COUNTER IMAGES | GEGENBILDER

Design, Visual Identity, Campaign and Exhibition Graphics for Rautenstrauch-Joest-Museum, Cologne

“Images tell stories. But who selects, archives, and presents them? How do they shape or distort memory? How do we "read" old photos today? And what counter-images can we create?

Dedicated to the power of the visual, the exhibition series Counter Images | Gegenbilder sheds light on the role photography plays when we write, mediate, and remember history.

Almost 200 years after its invention, photography has become a global medium. Never before have so many images been produced and distributed as today. In the beginning, however, it was closely linked to colonialism and ethnology. Western photographers took pictures of people, objects, and landscapes in colonies. In Europe, these images were, and in some cases still are, considered objective – just like the medium of photography itself. In fact, however, they were often used to classify people on the basis of external features in the name of a pseudo-scientific “racial science”. In this way, they contributed significantly to the stereotypes that are still effective today.

Counter Images | Gegenbilder takes a critical look at photographs that have come down to us, questioning their history and the supposed knowledge they carry. The RJM offers curators and artists a platform for counter-positions to those modes of representation. Using contemporary works, they reveal the power of images and enable new perspectives.

PROLOG

The opening exhibition Prolog launches an intervention within the permanent exhibition. The counter-images presented here illuminate the photographic process as an interplay of many participants – photographers and the photographed, collectors and archivists, curators and viewers – revealing the unequal power relations within images, including those from the colonial era.

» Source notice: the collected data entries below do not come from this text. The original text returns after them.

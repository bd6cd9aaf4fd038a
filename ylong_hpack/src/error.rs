// Copyright (c) 2023 Huawei Device Co., Ltd.
// Licensed under the Apache License, Version 2.0 (the "License");
// you may not use this file except in compliance with the License.
// You may obtain a copy of the License at
//
//     http://www.apache.org/licenses/LICENSE-2.0
//
// Unless required by applicable law or agreed to in writing, software
// distributed under the License is distributed on an "AS IS" BASIS,
// WITHOUT WARRANTIES OR CONDITIONS OF ANY KIND, either express or implied.
// See the License for the specific language governing permissions and
// limitations under the License.

//! Errors that may occur in this crate.
//!
//! [`HpackError`] encapsulates every failure the HPACK primitives can report.
//! None of them is transient: a decoding error means the peer sent data that
//! can not be interpreted, and the compression context it belongs to must be
//! considered broken by the caller.

use core::fmt::{Display, Formatter};
use std::error::Error;

/// Errors that may occur when using this crate.
#[derive(Debug, Clone, Eq, PartialEq)]
pub struct HpackError {
    kind: ErrorKind,
}

impl HpackError {
    /// Gets the kind of this error.
    ///
    /// # Examples
    ///
    /// ```
    /// use ylong_hpack::{ErrorKind, HeaderTable};
    ///
    /// let table = HeaderTable::new();
    /// let err = table.get_by_index(0).unwrap_err();
    /// assert_eq!(err.kind(), &ErrorKind::InvalidTableIndex(0));
    /// ```
    pub fn kind(&self) -> &ErrorKind {
        &self.kind
    }

    /// Checks whether this error was caused by malformed input received from
    /// the peer, as opposed to a misuse of the API by the caller.
    pub fn is_decoding_error(&self) -> bool {
        matches!(
            self.kind,
            ErrorKind::IntegerOverflow
                | ErrorKind::TruncatedInput
                | ErrorKind::InvalidHuffmanString
                | ErrorKind::IncompleteHuffmanString
                | ErrorKind::InvalidTableIndex(_)
                | ErrorKind::OversizedHeaderList { .. }
        )
    }
}

impl From<ErrorKind> for HpackError {
    fn from(kind: ErrorKind) -> Self {
        HpackError { kind }
    }
}

impl Display for HpackError {
    fn fmt(&self, f: &mut Formatter<'_>) -> core::fmt::Result {
        match &self.kind {
            ErrorKind::OutOfRange(bits) => {
                write!(f, "Prefix bits must be between 0 and 9, got {bits}")
            }
            ErrorKind::IntegerOverflow => {
                write!(f, "HPACK integer representation exceeds usize")
            }
            ErrorKind::TruncatedInput => write!(f, "Unexpected end of HPACK input"),
            ErrorKind::InvalidHuffmanString => write!(f, "Invalid Huffman string"),
            ErrorKind::IncompleteHuffmanString => write!(f, "Incomplete Huffman string"),
            ErrorKind::InvalidTableIndex(index) => write!(f, "Invalid table index {index}"),
            ErrorKind::InvalidArgument(reason) => write!(f, "Invalid argument: {reason}"),
            ErrorKind::OversizedHeaderList { size, limit } => write!(
                f,
                "Header list of {size} octets exceeds the limit of {limit} octets"
            ),
        }
    }
}

impl Error for HpackError {}

/// Possible kinds of [`HpackError`].
#[derive(Debug, Clone, Eq, PartialEq)]
pub enum ErrorKind {
    /// An integer prefix width outside `0..=9` was passed in.
    OutOfRange(u8),

    /// A decoded integer does not fit into `usize`.
    IntegerOverflow,

    /// The input ended before an integer representation was finished.
    TruncatedInput,

    /// A nibble sequence has no interpretation in the Huffman code, including
    /// an explicit `EOS` symbol.
    InvalidHuffmanString,

    /// The Huffman string ended in the middle of a code, or its padding was
    /// not a prefix of `EOS` of at most 7 bits.
    IncompleteHuffmanString,

    /// Index `0` or an index beyond the current extent of the table.
    InvalidTableIndex(usize),

    /// A table mutation was called with an unusable header.
    InvalidArgument(&'static str),

    /// The decoded header list grew past the configured budget.
    OversizedHeaderList {
        /// Size of the header list including the offending header.
        size: usize,
        /// Configured budget.
        limit: usize,
    },
}

#[cfg(test)]
mod ut_hpack_error {
    use crate::error::{ErrorKind, HpackError};

    /// UT test cases for `HpackError::fmt`.
    ///
    /// # Brief
    /// 1. Creates `HpackError`s of several kinds.
    /// 2. Checks that the messages echo the offending values.
    #[test]
    fn ut_hpack_error_display() {
        let err = HpackError::from(ErrorKind::InvalidTableIndex(62));
        assert_eq!(err.to_string(), "Invalid table index 62");

        let err = HpackError::from(ErrorKind::OutOfRange(10));
        assert_eq!(err.to_string(), "Prefix bits must be between 0 and 9, got 10");

        let err = HpackError::from(ErrorKind::OversizedHeaderList {
            size: 100,
            limit: 64,
        });
        assert_eq!(
            err.to_string(),
            "Header list of 100 octets exceeds the limit of 64 octets"
        );
    }

    /// UT test cases for `HpackError::is_decoding_error`.
    ///
    /// # Brief
    /// 1. Creates `HpackError`s caused by peer input and by API misuse.
    /// 2. Checks the classification of each of them.
    #[test]
    fn ut_hpack_error_is_decoding_error() {
        assert!(HpackError::from(ErrorKind::TruncatedInput).is_decoding_error());
        assert!(HpackError::from(ErrorKind::InvalidHuffmanString).is_decoding_error());
        assert!(HpackError::from(ErrorKind::InvalidTableIndex(0)).is_decoding_error());
        assert!(!HpackError::from(ErrorKind::OutOfRange(10)).is_decoding_error());
        assert!(!HpackError::from(ErrorKind::InvalidArgument("value")).is_decoding_error());
    }
}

At the same time, artistic counter-positions use photography as a tool of resistance and self-empowerment, countering the images in the collection with new narratives and interpretations, inviting us to reconsider and question the images in our own minds.

The works exhibited in Prolog shed light on how photographs are created, collected, and shown. Exploring historical backgrounds and contradicting stereotypical representations,
they also illuminate the limits of the photographic medium itself.”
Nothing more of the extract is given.